Move Or Be Self-Consumed: Avoiding Atrophy Of Body, Mind, And Soul
There is something about turning 50 which makes one think frequently about the break-neck speed at which life moves past all of us. I think about this a lot.
I speak to tired young families with 6-month olds, complimenting them on their cute kids; encouraging to enjoy them.
"It goes fast," I warn. "You blink once and they're 6. Blink twice and they're 26 and married."
I speak like an old man.
Young Moms and dads respond, "I know! I can't believe she's 6 months already."
Internally, I laugh. You miss my point, but it's okay. You can't know. You're 20. You have a baby - and your frontal lobes aren't even fully developed, yet.
Beyond the ever-increasing swift passage of time, age brings on the reality of atrophy.
It’s one of my concerns.
But not just atrophy of the body. That’s concern enough. And remedied with relative ease through physical movement. The deeper concern is the less obvious sorts of emaciation.

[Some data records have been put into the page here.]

//! Navigation graph
//!
//! Sizes and centers a grid-shaped pathfinding graph over the finished map
//! and rescans it. Each grid cell edge is split into four graph nodes.

use crate::ecs::{Position, WorldPosition};
use crate::world::generation::services::PathfindingGraph;
use crate::world::grid::GridState;

/// World units covered by one grid cell
pub const CELL_WORLD_SIZE: f32 = 0.16;

/// Graph nodes along each grid cell edge
pub const NODES_PER_CELL: usize = 4;

/// World units covered by one graph node
pub const NODE_SIZE: f32 = CELL_WORLD_SIZE / NODES_PER_CELL as f32;

/// Graph layout derived from map dimensions
#[derive(Debug, Clone, Copy, PartialEq)]
pub struct NavLayout {
    pub nodes_x: usize,
    pub nodes_y: usize,
    pub node_size: f32,
    pub center: WorldPosition,
}

impl NavLayout {
    /// Layout spanning cell centers `0..width-1` by `0..height-1`
    pub fn for_map(width: i32, height: i32) -> Self {
        let span_x = (width - 1).max(0);
        let span_y = (height - 1).max(0);
        // half of the world-space extent on each axis
        let radius_x = CELL_WORLD_SIZE * span_x as f32 / 2.0;
        let radius_y = CELL_WORLD_SIZE * span_y as f32 / 2.0;

        Self {
            nodes_x: span_x as usize * NODES_PER_CELL,
            nodes_y: span_y as usize * NODES_PER_CELL,
            node_size: NODE_SIZE,
            center: WorldPosition::new(radius_x, radius_y),
        }
    }
}

/// Point `graph` at the map's extent without rescanning
pub fn configure<G>(graph: &mut G, width: i32, height: i32) -> NavLayout
where
    G: PathfindingGraph + ?Sized,
{
    let layout = NavLayout::for_map(width, height);
    graph.set_dimensions(layout.nodes_x, layout.nodes_y, layout.node_size);
    graph.set_center(layout.center);
    layout
}

/// Resize, recenter and fully rescan `graph` against the frozen grid
pub fn rebuild<G: PathfindingGraph + ?Sized>(graph: &mut G, grid: &GridState) -> NavLayout {
    let layout = configure(graph, grid.width(), grid.height());
    graph.rescan(grid);
    log::info!(
        "Rebuilt nav graph: {}x{} nodes at {:.2}, centered on ({:.2}, {:.2})",
        layout.nodes_x,
        layout.nodes_y,
        layout.node_size,
        layout.center.x,
        layout.center.y
    );
    layout
}

/// Grid graph whose nodes are walkable when the cell under them is floor
#[derive(Debug, Clone, Default)]
pub struct GridGraph {
    nodes_x: usize,
    nodes_y: usize,
    node_size: f32,
    center: WorldPosition,
    walkable: Vec<bool>,
    scans: u32,
}

impl GridGraph {
    pub fn new() -> Self {
        Self::default()
    }

    pub fn dimensions(&self) -> (usize, usize) {
        (self.nodes_x, self.nodes_y)
    }

    pub fn node_size(&self) -> f32 {
        self.node_size
    }

    pub fn center(&self) -> WorldPosition {
        self.center
    }

    /// How many rescans have completed
    pub fn scans(&self) -> u32 {
        self.scans
    }

    fn origin(&self) -> WorldPosition {
        WorldPosition::new(
            self.center.x - self.nodes_x as f32 * self.node_size / 2.0,
            self.center.y - self.nodes_y as f32 * self.node_size / 2.0,
        )
    }

    /// World-space center of node `(i, j)`
    pub fn node_center(&self, i: usize, j: usize) -> WorldPosition {
        let origin = self.origin();
        WorldPosition::new(
            origin.x + (i as f32 + 0.5) * self.node_size,
            origin.y + (j as f32 + 0.5) * self.node_size,
        )
    }

    /// Node containing a world point, if the point is on the graph
    pub fn node_at(&self, at: WorldPosition) -> Option<(usize, usize)> {
        if self.node_size <= 0.0 {
            return None;
        }
        let origin = self.origin();
        let fx = ((at.x - origin.x) / self.node_size).floor();
        let fy = ((at.y - origin.y) / self.node_size).floor();
        if fx < 0.0 || fy < 0.0 {
            return None;
        }
        let (i, j) = (fx as usize, fy as usize);
        (i < self.nodes_x && j < self.nodes_y).then_some((i, j))
    }

    pub fn is_walkable(&self, at: WorldPosition) -> bool {
        self.node_at(at)
            .and_then(|(i, j)| self.walkable.get(j * self.nodes_x + i).copied())
            .unwrap_or(false)
    }

    pub fn walkable_nodes(&self) -> usize {
        self.walkable.iter().filter(|w| **w).count()
    }
}

impl PathfindingGraph for GridGraph {
    fn set_dimensions(&mut self, nodes_x: usize, nodes_y: usize, node_size: f32) {
        self.nodes_x = nodes_x;
        self.nodes_y = nodes_y;
        self.node_size = node_size;
        self.walkable.clear();
    }

    fn set_center(&mut self, center: WorldPosition) {
        self.center = center;
    }

    fn rescan(&mut self, grid: &GridState) {
        let mut walkable = Vec::with_capacity(self.nodes_x * self.nodes_y);
        for j in 0..self.nodes_y {
            for i in 0..self.nodes_x {
                let cell: Position = self.node_center(i, j).to_cell();
                walkable.push(grid.is_walkable(cell));
            }
        }
        self.walkable = walkable;
        self.scans += 1;
    }
}

#[cfg(test)]
mod tests {
    use super::*;
    use crate::world::tile::Tile;

    fn approx(a: f32, b: f32) -> bool {
        (a - b).abs() < 1e-4
    }

    #[test]
    fn test_layout_formula() {
        for (w, h) in [(3, 3), (10, 10), (40, 25), (97, 13)] {
            let layout = NavLayout::for_map(w, h);
            assert_eq!(layout.nodes_x, 4 * (w as usize - 1));
            assert_eq!(layout.nodes_y, 4 * (h as usize - 1));
            assert!(approx(layout.node_size, 0.04));
            assert!(approx(layout.center.x, 0.08 * (w - 1) as f32));
            assert!(approx(layout.center.y, 0.08 * (h - 1) as f32));
        }
    }

    #[test]
    fn test_graph_spans_cell_centers() {
        let mut graph = GridGraph::new();
        configure(&mut graph, 10, 10);
        let first = graph.node_center(0, 0);
        assert!(approx(first.x, 0.02));
        assert!(approx(first.y, 0.02));
        assert_eq!(graph.node_at(WorldPosition::new(-0.01, 0.5)), None);
        assert_eq!(graph.node_at(WorldPosition::new(0.05, 0.01)), Some((1, 0)));
    }

    #[test]
    fn test_rescan_tracks_floor() {
        let mut grid = GridState::new(5, 5).unwrap();
        grid.set_tile(Position::new(2, 2), Tile::Floor).unwrap();
        grid.set_tile(Position::new(3, 2), Tile::Obstacle).unwrap();

        let mut graph = GridGraph::new();
        rebuild(&mut graph, &grid);

        assert_eq!(graph.scans(), 1);
        assert!(graph.is_walkable(Position::new(2, 2).to_world()));
        assert!(!graph.is_walkable(Position::new(3, 2).to_world()));
        assert!(!graph.is_walkable(Position::new(1, 1).to_world()));
        // a floor cell's square covers 4x4 nodes
        assert_eq!(graph.walkable_nodes(), 16);
    }
}
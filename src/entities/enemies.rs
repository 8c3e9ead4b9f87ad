//! Enemy entity creation

use hecs::{Entity, World};

use crate::ecs::{Enemy, EnemyKind, Name, Renderable, WorldPosition};

/// Spawn an enemy of `kind` centered on the cell under `at`
pub fn spawn_enemy(world: &mut World, kind: EnemyKind, at: WorldPosition) -> Entity {
    world.spawn((
        Name::new(kind.name()),
        at.to_cell(),
        at,
        Renderable::new(kind.glyph(), kind.fg()),
        Enemy { kind },
    ))
}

Atrophy of the mind and atrophy of the spirit.
Keep the brain moving
As we get older, the brain does slow down. We forget things. Short term memory fades. We’re just not as sharp as we used to be. Where are the car keys again? I can't find my phone. Oh. It's in my hand. This is concerning to me.
I’ve read research that learning a foreign language helps with this. (Mongolian language is my one party trick.) I remember my grandparents doing crossword puzzles. My guess is it's one of the reasons their brains stayed active. Cognitive exercise is as important as physical exercise, at any age. Both are even more critical at 50 and up.
Avoid the mental mush of screens and newsfeeds and moving images. Go analog. Go outside. Take a walk. Sleep for 8 hours. Force your mind to work through the complex problems and challenges faced at work. Write in a journal. Learn new things. It saves the brain. (You can read about this in detail in Dr. Amen's book. Or listen to these TED talks.)
Keep the Spirit moving
I was a young kid, returning from my first trip outside of America. The time and the people had a profound impact on my psyche and spirit - and the trajectory of my entire life. An old lady in the airport asks me where I've been and I tell her, expecting her to mirror my youthful enthusiasm.
She's bitter and angry. Cusses "those people" and talks about the way they're taking over the city.
I didn't know how to define what I saw.
I do now. It's atrophy of the spirit.
It's allowing prejudice and bitterness creep into the soul to the point of toxicity.
It's the result of being in a constant, long-held state of unforgiveness, anger, and discontent.
The remedy is to feed the spirit. For me, this means a steady diet of prayer, scripture, and solitude.
The danger of getting old is failure to properly move. This is apparent in the physical realm.
But, if we stand still in the mental and spiritual space, we'll also grow weak and potentially noxious.
Because here's the twist.
When it comes to atrophy, age is irrelevant.
Move, or become self-consumed. That's simply how these things work.